Previous purifications and characterizations of the Saccharomyces cerevisiae vacuolar proton-translocating ATPase (V-ATPase) have indicated that this enzyme is a multisubunit complex composed of at least eight subunits of 100-, 69-, 60-, 42-, 36-, 32-, 27-, and 17-kDa (Kane, P. M., Yamashiro, C. T., and Stevens, T. H. (1989) J. Biol. Chem. 264, 19236-19244). We report the cloning and characterization of an additional V-ATPase subunit, the 54-kDa subunit, which is encoded by the VMA13 gene. VMA13 was isolated by complementation of the growth phenotypes associated with the vma13 mutation, which was originally described as cls11 (Ohya, Y., Umemoto, N., Tanida, I., Ohta, A., Iida, H., and Anraku, Y. (1991) J. Biol. Chem. 266, 13971-13977). The nucleotide sequence of the VMA13 gene predicted a hydrophilic polypeptide with a calculated molecular mass of 54,415 daltons. The VMA13 54-kDa gene product resides on the vacuolar membrane and co-purified with the active V-ATPase complex. Characterization of a null vma13 mutant (delta vma13) revealed that the Vma13 polypeptide is essential for V-ATPase activity. However, the Vma13 polypeptide is not required for targeting of the other V-ATPase subunits (100-, 69-, 60-, 42-, 27-, or 17-kDa subunits) to the vacuolar membrane as shown by the association of these subunits with vacuolar membranes isolated from delta vma13 cells. The nature of the V-ATPase "complex" in delta vma13 mutant is, nevertheless, fundamentally different from the wild-type enzyme. This is evidenced by the fact that the inactive V-ATPase complex from delta vma13 cells is less stable than the wild-type enzyme. Taken together, these results indicate that VMA13 encodes the 54-kDa subunit of the V-ATPase and that this subunit is essential for activity, but not assembly, of the enzyme complex.

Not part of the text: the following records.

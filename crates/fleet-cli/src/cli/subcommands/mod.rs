pub mod activity_report;
pub mod auth;
pub mod daily_inspection;
pub mod maintenance_log;
pub mod maintenance_request;
pub mod monthly_checklist;
pub mod movement_register;
pub mod site_report;

pub use activity_report::ActivityReportCommands;
pub use auth::AuthCommands;
pub use daily_inspection::DailyInspectionCommands;
pub use maintenance_log::MaintenanceLogCommands;
pub use maintenance_request::MaintenanceRequestCommands;
pub use monthly_checklist::MonthlyChecklistCommands;
pub use movement_register::MovementRegisterCommands;
pub use site_report::SiteReportCommands;
//! API error types.

use thiserror::Error;

/// Errors that can occur when talking to the records backend.
#[derive(Debug, Error)]
pub enum ApiError {
    /// HTTP transport error.
    #[error("HTTP error: {0}")]
    Http(#[from] reqwest::Error),

    /// The backend rejected the bearer token (401). Stored credentials have
    /// been cleared; the user must sign in again.
    #[error("session expired — run `flt auth login` to sign in again")]
    SessionExpired,

    /// The signed-in role may not perform this action (403).
    #[error("you do not have permission to perform this action")]
    Forbidden,

    /// The backend failed internally (5xx).
    #[error("server error ({status}) — try again later")]
    Server {
        /// HTTP status code returned by the backend.
        status: u16,
    },

    /// The backend returned a non-success status with an error envelope.
    #[error("API error ({status}): {message}")]
    Api {
        /// HTTP status code returned by the backend.
        status: u16,
        /// Error message or response body.
        message: String,
    },

    /// A 2xx response whose envelope carried `success: false`.
    #[error("{message}")]
    Rejected {
        /// Message from the response envelope.
        message: String,
    },

    /// Failed to parse a backend response.
    #[error("parse error: {0}")]
    Parse(String),
}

先前对酿酒酵母液泡质子转运ATP酶(V-ATP酶)的纯化和特性研究表明,该酶是一种多亚基复合物,由至少8个亚基组成,分子量分别为100、69、60、42、36、32、27和17千道尔顿(凯恩,P.M.,山代,C.T.,和史蒂文斯,T.H.(1989年)《生物化学杂志》264卷,19236 - 19244页)。我们报告了另一个V-ATP酶亚基,即54千道尔顿亚基的克隆和特性研究,它由VMA13基因编码。VMA13是通过互补与vma13突变相关的生长表型而分离得到的,vma13突变最初被描述为cls11(大矢,Y.,梅本,N.,谷田,I.,太田,A.,饭田,H.,和荒乐,Y.(1991年)《生物化学杂志》266卷,13971 - 13977页)。VMA13基因的核苷酸序列预测了一种亲水性多肽,计算分子量为54415道尔顿。VMA13的54千道尔顿基因产物位于液泡膜上,并与活性V-ATP酶复合物共纯化。对vma13基因缺失突变体(Δvma13)的特性研究表明,Vma13多肽对V-ATP酶活性至关重要。然而,如从Δvma13细胞分离的液泡膜上这些亚基的结合情况所示,Vma13多肽对于其他V-ATP酶亚基(100、69、60、42、27或17千道尔顿亚基)靶向液泡膜并非必需。尽管如此,Δvma13突变体中V-ATP酶“复合物”的性质与野生型酶有根本不同。这一点由以下事实证明:来自Δvma13细胞的无活性V-ATP酶复合物比野生型酶更不稳定。综上所述,这些结果表明VMA13编码V-ATP酶的54千道尔顿亚基,并且该亚基对酶复合物的活性至关重要,但对其组装并非必需。